Task to carry out
Quote the listing below word for word, stopping after the line that contains "if let Some(keyword)".

Input for this task

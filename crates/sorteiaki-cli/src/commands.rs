// SPDX-License-Identifier: Apache-2.0

use std::ffi::OsString;
use std::fs;
use std::io::{ErrorKind, Write as _};
use std::path::{Path, PathBuf};

use serde_json::json;
use sorteiaki_core::{resolve_results_dir, ErrorCode, SystemClock, ENV_SORTEIAKI_ACCESS_TOKEN};
use sorteiaki_engine::{
    draw_now, filter_participants, parse_manual_list, record_digest, verify_result, DrawOutcome,
    RaffleSession,
};
use sorteiaki_model::{MediaId, MediaItem, Participant, RaffleResult, RaffleSettings, RaffleSource};
use sorteiaki_provider::{
    participants_or_empty, DemoProvider, EngagementProvider, FixtureProvider, GraphApiProvider,
};
use tracing::{info, warn};

use crate::config::{load_config, FileConfig};
use crate::reveal::{self, Presentation};
use crate::{emit_ok, CliError, DrawArgs, DrawSource, OutputMode, SettingsArgs};

fn runtime() -> Result<tokio::runtime::Runtime, CliError> {
    tokio::runtime::Builder::new_current_thread()
        .enable_all()
        .build()
        .map_err(CliError::internal)
}

fn resolve_settings(args: &SettingsArgs, config: &FileConfig) -> Result<RaffleSettings, CliError> {
    let mut settings = config.raffle_settings();
    if let Some(winners) = args.winners {
        settings.winners_count = winners;
    }
    if let Some(engagement) = args.engagement {
        settings.engagement_type = engagement.into();
    }
    if let Some(min_mentions) = args.min_mentions {
        settings.min_mentions = min_mentions;
    }
    if let Some(keyword) = &args.keyword {
        settings.required_keyword.clone_from(keyword);
    }
    if args.allow_duplicates {
        settings.allow_duplicates = true;
    }
    if settings.winners_count == 0 {
        warn!("winners_count 0 raised to 1");
        settings.winners_count = 1;
    }
    settings.validate().map_err(CliError::validation)?;
    Ok(settings)
}

fn read_names(path: &Path) -> Result<String, CliError> {
    if path.as_os_str() == "-" {
        return std::io::read_to_string(std::io::stdin())
            .map_err(|e| CliError::usage(format!("failed to read names from stdin: {e}")));
    }
    fs::read_to_string(path)
        .map_err(|e| CliError::usage(format!("failed to read {}: {e}", path.display())))
}

fn digest_path(out: &Path) -> PathBuf {
    let mut name = OsString::from(out.as_os_str());
    name.push(".sha256");
    PathBuf::from(name)
}

/// Replaces `path` with `bytes` through a synced temp file and a rename.
fn write_atomic(path: &Path, bytes: &[u8]) -> Result<(), CliError> {
    let fail =
        |e: std::io::Error| CliError::internal(format!("failed to write {}: {e}", path.display()));
    let parent = path
        .parent()
        .filter(|p| !p.as_os_str().is_empty())
        .unwrap_or_else(|| Path::new("."));
    fs::create_dir_all(parent)
        .map_err(|e| CliError::internal(format!("failed to create {}: {e}", parent.display())))?;
    let file_name = path
        .file_name()
        .and_then(|s| s.to_str())
        .unwrap_or("result");
    let tmp = parent.join(format!(".{file_name}.tmp.{}", std::process::id()));
    {
        let mut file = fs::File::create(&tmp).map_err(fail)?;
        file.write_all(bytes).map_err(fail)?;
        file.sync_all().map_err(fail)?;
    }
    fs::rename(&tmp, path).map_err(|e| {
        let _ = fs::remove_file(&tmp);
        fail(e)
    })
}

// The digest lands first: a record never sits on disk without one.
fn write_result(out: &Path, result: &RaffleResult, digest: &str) -> Result<(), CliError> {
    let text = serde_json::to_string_pretty(result).map_err(CliError::internal)?;
    write_atomic(&digest_path(out), format!("{digest}\n").as_bytes())?;
    write_atomic(out, format!("{text}\n").as_bytes())
}

fn provider_for_fixture(root: PathBuf, config: &FileConfig) -> Box<dyn EngagementProvider> {
    Box::new(FixtureProvider::new(root).with_credential(config.access_token()))
}

fn provider_for_graph(config: &FileConfig) -> Result<Box<dyn EngagementProvider>, CliError> {
    let provider = GraphApiProvider::new(config.graph_config(), config.access_token())
        .map_err(CliError::provider)?;
    Ok(Box::new(provider))
}

/// Connects, finds the requested post and pulls its pool.
///
/// A failed participant fetch degrades to an empty pool. An engagement
/// type the provider cannot serve, or a pool cut short by the page cap, is
/// reported as an error.
fn fetch_platform_pool(
    provider: &dyn EngagementProvider,
    media: &str,
    settings: &RaffleSettings,
    session: &mut RaffleSession,
) -> Result<(MediaItem, Vec<Participant>), CliError> {
    let media_id = MediaId::parse(media).map_err(CliError::validation)?;
    session.begin_connect().map_err(CliError::internal)?;
    runtime()?.block_on(async {
        let credential = provider
            .authenticate()
            .await
            .map_err(CliError::provider)?
            .ok_or_else(|| {
                CliError::usage(format!(
                    "no access token available; set {ENV_SORTEIAKI_ACCESS_TOKEN}"
                ))
            })?;
        let listed = provider
            .list_media(&credential)
            .await
            .map_err(CliError::provider)?;
        session.media_listed().map_err(CliError::internal)?;
        let item = listed
            .into_iter()
            .find(|m| m.id == media_id)
            .ok_or_else(|| {
                CliError::validation(format!(
                    "media `{media_id}` is not listed by the {} provider",
                    provider.provider_tag()
                ))
            })?;
        let fetched = provider
            .fetch_participants(&item.id, settings.engagement_type, &credential)
            .await;
        let raw = match fetched {
            Err(err) if err.is_fatal_for_draw() => return Err(CliError::provider(err)),
            other => participants_or_empty(other),
        };
        Ok::<_, CliError>((item, raw))
    })
}

pub(crate) fn run_draw(
    source: DrawSource,
    output_mode: OutputMode,
    presentation: Presentation,
) -> Result<(), CliError> {
    let (config, _) = load_config().map_err(CliError::config)?;
    match source {
        DrawSource::Manual { names, draw } => {
            let settings = resolve_settings(&draw.settings, &config)?;
            let raw = parse_manual_list(&read_names(&names)?);
            let mut session = RaffleSession::new(draw.countdown.unwrap_or(config.countdown_ticks()));
            complete_draw(
                &mut session,
                &RaffleSource::Manual,
                &raw,
                &settings,
                &draw,
                "manual",
                output_mode,
                presentation,
            )
        }
        DrawSource::Fixture { root, media, draw } => {
            let provider = provider_for_fixture(root, &config);
            draw_from_provider(provider.as_ref(), &media, &draw, &config, output_mode, presentation)
        }
        DrawSource::Graph { media, draw } => {
            let provider = provider_for_graph(&config)?;
            draw_from_provider(provider.as_ref(), &media, &draw, &config, output_mode, presentation)
        }
        DrawSource::Demo { media, draw } => {
            draw_from_provider(&DemoProvider, &media, &draw, &config, output_mode, presentation)
        }
    }
}

fn draw_from_provider(
    provider: &dyn EngagementProvider,
    media: &str,
    draw: &DrawArgs,
    config: &FileConfig,
    output_mode: OutputMode,
    presentation: Presentation,
) -> Result<(), CliError> {
    let settings = resolve_settings(&draw.settings, config)?;
    let mut session = RaffleSession::new(draw.countdown.unwrap_or(config.countdown_ticks()));
    let (item, raw) = fetch_platform_pool(provider, media, &settings, &mut session)?;
    complete_draw(
        &mut session,
        &RaffleSource::Platform { media: item },
        &raw,
        &settings,
        draw,
        provider.provider_tag(),
        output_mode,
        presentation,
    )
}

#[allow(clippy::too_many_arguments)]
fn complete_draw(
    session: &mut RaffleSession,
    source: &RaffleSource,
    raw: &[Participant],
    settings: &RaffleSettings,
    draw: &DrawArgs,
    label: &str,
    output_mode: OutputMode,
    presentation: Presentation,
) -> Result<(), CliError> {
    session.begin_processing().map_err(CliError::internal)?;
    let outcome = draw_now(source, raw, settings).map_err(CliError::internal)?;
    let (raw_count, eligible_count) = match &outcome {
        DrawOutcome::NoEligibleParticipants { raw_count } => (*raw_count, 0),
        DrawOutcome::Drawn {
            raw_count,
            eligible_count,
            ..
        } => (*raw_count, *eligible_count),
    };
    session
        .finish_processing(outcome)
        .map_err(CliError::internal)?;
    let Some(result) = session.result().cloned() else {
        return Err(CliError::new(
            ErrorCode::NoEligibleParticipants,
            "no eligible participants",
        )
        .with_detail("raw_count", raw_count)
        .with_detail("source", label));
    };

    reveal::present(session, &SystemClock, presentation).map_err(CliError::internal)?;
    let digest = record_digest(&result).map_err(CliError::internal)?;
    let out = draw.out.clone().or_else(|| {
        draw.save
            .then(|| resolve_results_dir().join(format!("{}.json", result.id())))
    });
    if let Some(out) = &out {
        write_result(out, &result, &digest)?;
        info!(path = %out.display(), "result record written");
    }
    emit_ok(
        output_mode,
        &json!({
            "command": "draw",
            "source": label,
            "raw_count": raw_count,
            "eligible_count": eligible_count,
            "record_digest": digest,
            "out": out,
            "result": result,
        }),
    )?;
    session.reset().map_err(CliError::internal)
}

pub(crate) fn run_media_list(
    root: Option<PathBuf>,
    graph: bool,
    demo: bool,
    output_mode: OutputMode,
) -> Result<(), CliError> {
    let (config, _) = load_config().map_err(CliError::config)?;
    let provider: Box<dyn EngagementProvider> = match (root, graph, demo) {
        (Some(root), _, _) => provider_for_fixture(root, &config),
        (None, true, _) => provider_for_graph(&config)?,
        (None, false, true) => Box::new(DemoProvider),
        (None, false, false) => {
            return Err(CliError::usage("one of --root, --graph or --demo is required"))
        }
    };
    let media = runtime()?.block_on(async {
        let credential = provider
            .authenticate()
            .await
            .map_err(CliError::provider)?
            .ok_or_else(|| {
                CliError::usage(format!(
                    "no access token available; set {ENV_SORTEIAKI_ACCESS_TOKEN}"
                ))
            })?;
        provider
            .list_media(&credential)
            .await
            .map_err(CliError::provider)
    })?;
    emit_ok(
        output_mode,
        &json!({
            "command": "media list",
            "provider": provider.provider_tag(),
            "media": media,
        }),
    )
}

pub(crate) fn run_filter(
    participants: &Path,
    args: &SettingsArgs,
    output_mode: OutputMode,
) -> Result<(), CliError> {
    let (config, _) = load_config().map_err(CliError::config)?;
    let settings = resolve_settings(args, &config)?;
    let bytes = fs::read(participants).map_err(|e| {
        CliError::usage(format!("failed to read {}: {e}", participants.display()))
    })?;
    let raw: Vec<Participant> = serde_json::from_slice(&bytes).map_err(|e| {
        CliError::validation(format!("invalid participant file {}: {e}", participants.display()))
    })?;
    let eligible = filter_participants(&raw, &settings);
    emit_ok(
        output_mode,
        &json!({
            "command": "filter",
            "settings": settings,
            "raw_count": raw.len(),
            "eligible_count": eligible.len(),
            "eligible": eligible,
        }),
    )
}

pub(crate) fn run_verify(path: &Path, output_mode: OutputMode) -> Result<(), CliError> {
    let bytes = fs::read(path)
        .map_err(|e| CliError::usage(format!("failed to read {}: {e}", path.display())))?;
    let result: RaffleResult = serde_json::from_slice(&bytes).map_err(|e| {
        CliError::validation(format!("invalid result record {}: {e}", path.display()))
    })?;
    let report = verify_result(&result).map_err(CliError::internal)?;
    let sidecar = digest_path(path);
    let digest_file_matches = match fs::read_to_string(&sidecar) {
        Ok(stored) => Some(stored.trim() == report.record_digest),
        Err(e) if e.kind() == ErrorKind::NotFound => None,
        Err(e) => {
            return Err(CliError::usage(format!(
                "failed to read digest file {}: {e}",
                sidecar.display()
            ))
            .with_detail("digest_file", sidecar.display()))
        }
    };
    emit_ok(
        output_mode,
        &json!({
            "command": "verify",
            "report": report,
            "digest_file_matches": digest_file_matches,
        }),
    )?;
    if !report.matches {
        return Err(CliError::new(
            ErrorCode::VerificationMismatch,
            "verification token does not match the winners",
        )
        .with_detail("stored", &report.stored_token)
        .with_detail("expected", &report.expected_token));
    }
    if digest_file_matches == Some(false) {
        return Err(CliError::new(
            ErrorCode::VerificationMismatch,
            "record digest does not match the stored digest file",
        )
        .with_detail("digest_file", sidecar.display()));
    }
    Ok(())
}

Completed task
filename crates/sorteiaki-cli/src/commands.rs
// SPDX-License-Identifier: Apache-2.0

use std::ffi::OsString;
use std::fs;
use std::io::{ErrorKind, Write as _};
use std::path::{Path, PathBuf};

use serde_json::json;
use sorteiaki_core::{resolve_results_dir, ErrorCode, SystemClock, ENV_SORTEIAKI_ACCESS_TOKEN};
use sorteiaki_engine::{
    draw_now, filter_participants, parse_manual_list, record_digest, verify_result, DrawOutcome,
    RaffleSession,
};
use sorteiaki_model::{MediaId, MediaItem, Participant, RaffleResult, RaffleSettings, RaffleSource};
use sorteiaki_provider::{
    participants_or_empty, DemoProvider, EngagementProvider, FixtureProvider, GraphApiProvider,
};
use tracing::{info, warn};

use crate::config::{load_config, FileConfig};
use crate::reveal::{self, Presentation};
use crate::{emit_ok, CliError, DrawArgs, DrawSource, OutputMode, SettingsArgs};

fn runtime() -> Result<tokio::runtime::Runtime, CliError> {
    tokio::runtime::Builder::new_current_thread()
        .enable_all()
        .build()
        .map_err(CliError::internal)
}

fn resolve_settings(args: &SettingsArgs, config: &FileConfig) -> Result<RaffleSettings, CliError> {
    let mut settings = config.raffle_settings();
    if let Some(winners) = args.winners {
        settings.winners_count = winners;
    }
    if let Some(engagement) = args.engagement {
        settings.engagement_type = engagement.into();
    }
    if let Some(min_mentions) = args.min_mentions {
        settings.min_mentions = min_mentions;
    }
    if let Some(keyword) = &args.keyword {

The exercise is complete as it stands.